(Entries shown Opens)

// Copyright (c) 2025-2026 Adrian Robinson. Licensed under the AGPL-3.0.
// See LICENSE file in the project root for full license text.

//! Configuration for the projection daemon.
//!
//! Configuration is passed to
//! [`ProjectionDaemon::new()`](crate::ProjectionDaemon::new) and can be
//! constructed programmatically or deserialized from YAML/JSON.
//!
//! # Quick Start
//!
//! ```rust
//! use projection_progress::config::{DaemonConfig, HighWaterConfig};
//!
//! let mut config = DaemonConfig::default();
//! config.settings.high_water = HighWaterConfig {
//!     fast_polling_time: "100ms".into(),
//!     ..Default::default()
//! };
//! ```
//!
//! # Configuration Structure
//!
//! ```text
//! DaemonConfig
//! ├── settings: DaemonSettings
//! │   ├── high_water: HighWaterConfig   # polling cadence, leading edge buffer
//! │   ├── retry: RetryBlockConfig       # attempts, backoff schedule, concurrency
//! │   └── shards: ShardConfig           # batch size per fetch
//! └── store: StoreConfig                # SQLite event log
//! ```
//!
//! # YAML Example
//!
//! ```yaml
//! settings:
//!   high_water:
//!     fast_polling_time: "250ms"
//!     slow_polling_time: "1s"
//!     health_check_polling_time: "5s"
//!     leading_edge_buffer: "1s"
//!   retry:
//!     maximum_attempts: 3
//!     backoff: ["50ms", "100ms", "250ms"]
//!
//! store:
//!   sqlite_path: "/var/lib/app/events.db"
//! ```

use serde::{Deserialize, Serialize};
use std::time::Duration;

// ═══════════════════════════════════════════════════════════════════════════════
// Top-level config
// ═══════════════════════════════════════════════════════════════════════════════

/// The top-level config object passed to `ProjectionDaemon::new()`.
#[derive(Debug, Clone, Serialize, Deserialize, Default)]
pub struct DaemonConfig {
    /// Polling, retry and shard settings.
    #[serde(default)]
    pub settings: DaemonSettings,

    /// Event log persistence settings.
    #[serde(default)]
    pub store: StoreConfig,
}

impl DaemonConfig {
    /// Create a config with short intervals for testing.
    pub fn for_testing() -> Self {
        Self {
            settings: DaemonSettings {
                high_water: HighWaterConfig::for_testing(),
                retry: RetryBlockConfig::for_testing(),
                shards: ShardConfig::default(),
            },
            store: StoreConfig::in_memory(),
        }
    }
}

/// General settings for detection, retries and shards.
#[derive(Debug, Clone, Serialize, Deserialize, Default)]
pub struct DaemonSettings {
    #[serde(default)]
    pub high_water: HighWaterConfig,
    #[serde(default)]
    pub retry: RetryBlockConfig,
    #[serde(default)]
    pub shards: ShardConfig,
}

fn parse_or(value: &str, fallback: Duration) -> Duration {
    humantime::parse_duration(value).unwrap_or(fallback)
}

// ═══════════════════════════════════════════════════════════════════════════════
// HighWaterConfig: polling cadence
// ═══════════════════════════════════════════════════════════════════════════════

/// High water agent polling configuration.
///
/// Durations are strings (e.g. `"250ms"`, `"5s"`) parsed with `humantime`;
/// unparseable values fall back to the defaults.
#[derive(Debug, Clone, Serialize, Deserialize)]
pub struct HighWaterConfig {
    /// Delay after a poll that moved the mark (more work is likely imminent).
    #[serde(default = "default_fast_polling_time")]
    pub fast_polling_time: String,

    /// Delay after a poll that found the log quiescent, and after a failed poll.
    #[serde(default = "default_slow_polling_time")]
    pub slow_polling_time: String,

    /// How often the heartbeat checks whether the detection loop died.
    #[serde(default = "default_health_check_polling_time")]
    pub health_check_polling_time: String,

    /// Time given to in-flight transactions to commit or abort before a
    /// stale gap is treated as permanent.
    #[serde(default = "default_leading_edge_buffer")]
    pub leading_edge_buffer: String,
}

fn default_fast_polling_time() -> String {
    "250ms".to_string()
}

fn default_slow_polling_time() -> String {
    "1s".to_string()
}

fn default_health_check_polling_time() -> String {
    "5s".to_string()
}

fn default_leading_edge_buffer() -> String {
    "1s".to_string()
}

impl Default for HighWaterConfig {
    fn default() -> Self {
        Self {
            fast_polling_time: default_fast_polling_time(),
            slow_polling_time: default_slow_polling_time(),
            health_check_polling_time: default_health_check_polling_time(),
            leading_edge_buffer: default_leading_edge_buffer(),
        }
    }
}

impl HighWaterConfig {
    /// Short intervals so tests observe several polls quickly.
    pub fn for_testing() -> Self {
        Self {
            fast_polling_time: "10ms".to_string(),
            slow_polling_time: "20ms".to_string(),
            health_check_polling_time: "25ms".to_string(),
            leading_edge_buffer: "30ms".to_string(),
        }
    }

    pub fn fast_polling(&self) -> Duration {
        parse_or(&self.fast_polling_time, Duration::from_millis(250))
    }

    pub fn slow_polling(&self) -> Duration {
        parse_or(&self.slow_polling_time, Duration::from_secs(1))
    }

    pub fn health_check_polling(&self) -> Duration {
        parse_or(&self.health_check_polling_time, Duration::from_secs(5))
    }

    pub fn leading_edge(&self) -> Duration {
        parse_or(&self.leading_edge_buffer, Duration::from_secs(1))
    }
}

// ═══════════════════════════════════════════════════════════════════════════════
// RetryBlockConfig: bounded retry executor
// ═══════════════════════════════════════════════════════════════════════════════

/// Retry block configuration.
#[derive(Debug, Clone, Serialize, Deserialize)]
pub struct RetryBlockConfig {
    /// Attempts before an item is discarded.
    #[serde(default = "default_maximum_attempts")]
    pub maximum_attempts: u32,

    /// Delay before each retry, indexed by failed attempt. The last entry
    /// is reused for any further attempt.
    #[serde(default = "default_backoff")]
    pub backoff: Vec<String>,

    /// Items processed concurrently.
    #[serde(default = "default_max_concurrency")]
    pub max_concurrency: usize,

    /// Queue capacity before `post()` applies back-pressure.
    #[serde(default = "default_queue_capacity")]
    pub queue_capacity: usize,
}

fn default_maximum_attempts() -> u32 {
    3
}

fn default_backoff() -> Vec<String> {
    vec!["50ms".to_string(), "100ms".to_string(), "250ms".to_string()]
}

fn default_max_concurrency() -> usize {
    1
}

fn default_queue_capacity() -> usize {
    1000
}

impl Default for RetryBlockConfig {
    fn default() -> Self {
        Self {
            maximum_attempts: default_maximum_attempts(),
            backoff: default_backoff(),
            max_concurrency: default_max_concurrency(),
            queue_capacity: default_queue_capacity(),
        }
    }
}

impl RetryBlockConfig {
    /// Fast backoff for tests.
    pub fn for_testing() -> Self {
        Self {
            maximum_attempts: 3,
            backoff: vec!["1ms".to_string(), "2ms".to_string(), "5ms".to_string()],
            max_concurrency: 2,
            queue_capacity: 64,
        }
    }

    /// Build the backoff schedule from the configured strings.
    ///
    /// Unparseable entries are skipped; an empty result falls back to the
    /// default schedule.
    pub fn schedule(&self) -> crate::resilience::RetrySchedule {
        let delays: Vec<Duration> = self
            .backoff
            .iter()
            .filter_map(|s| humantime::parse_duration(s).ok())
            .collect();
        if delays.is_empty() {
            crate::resilience::RetrySchedule::default()
        } else {
            crate::resilience::RetrySchedule::new(delays)
        }
    }
}

// ═══════════════════════════════════════════════════════════════════════════════
// ShardConfig
// ═══════════════════════════════════════════════════════════════════════════════

/// Projection shard settings.
#[derive(Debug, Clone, Serialize, Deserialize)]
pub struct ShardConfig {
    /// Maximum events fetched per batch.
    #[serde(default = "default_batch_size")]
    pub batch_size: usize,
}

fn default_batch_size() -> usize {
    500
}

impl Default for ShardConfig {
    fn default() -> Self {
        Self {
            batch_size: default_batch_size(),
        }
    }
}

// ═══════════════════════════════════════════════════════════════════════════════
// StoreConfig: SQLite event log
// ═══════════════════════════════════════════════════════════════════════════════

/// Event log persistence configuration.
#[derive(Debug, Clone, Serialize, Deserialize)]
pub struct StoreConfig {
    /// Path to the SQLite database.
    pub sqlite_path: String,

    /// Whether to use WAL mode for SQLite (recommended).
    #[serde(default = "default_true")]
    pub wal_mode: bool,
}

fn default_true() -> bool {
    true
}

impl Default for StoreConfig {
    fn default() -> Self {
        Self {
            sqlite_path: "events.db".to_string(),
            wal_mode: true,
        }
    }
}

impl StoreConfig {
    /// Create an in-memory config for testing.
    pub fn in_memory() -> Self {
        Self {
            sqlite_path: ":memory:".to_string(),
            wal_mode: false,
        }
    }
}

// ═══════════════════════════════════════════════════════════════════════════════
// Tests
// ═══════════════════════════════════════════════════════════════════════════════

(Entries shown Closes)

# Brief:
If a line of the records above holds the word "that", show it.

# Response area:
    /// Delay after a poll that moved the mark (more work is likely imminent).
    /// Delay after a poll that found the log quiescent, and after a failed poll.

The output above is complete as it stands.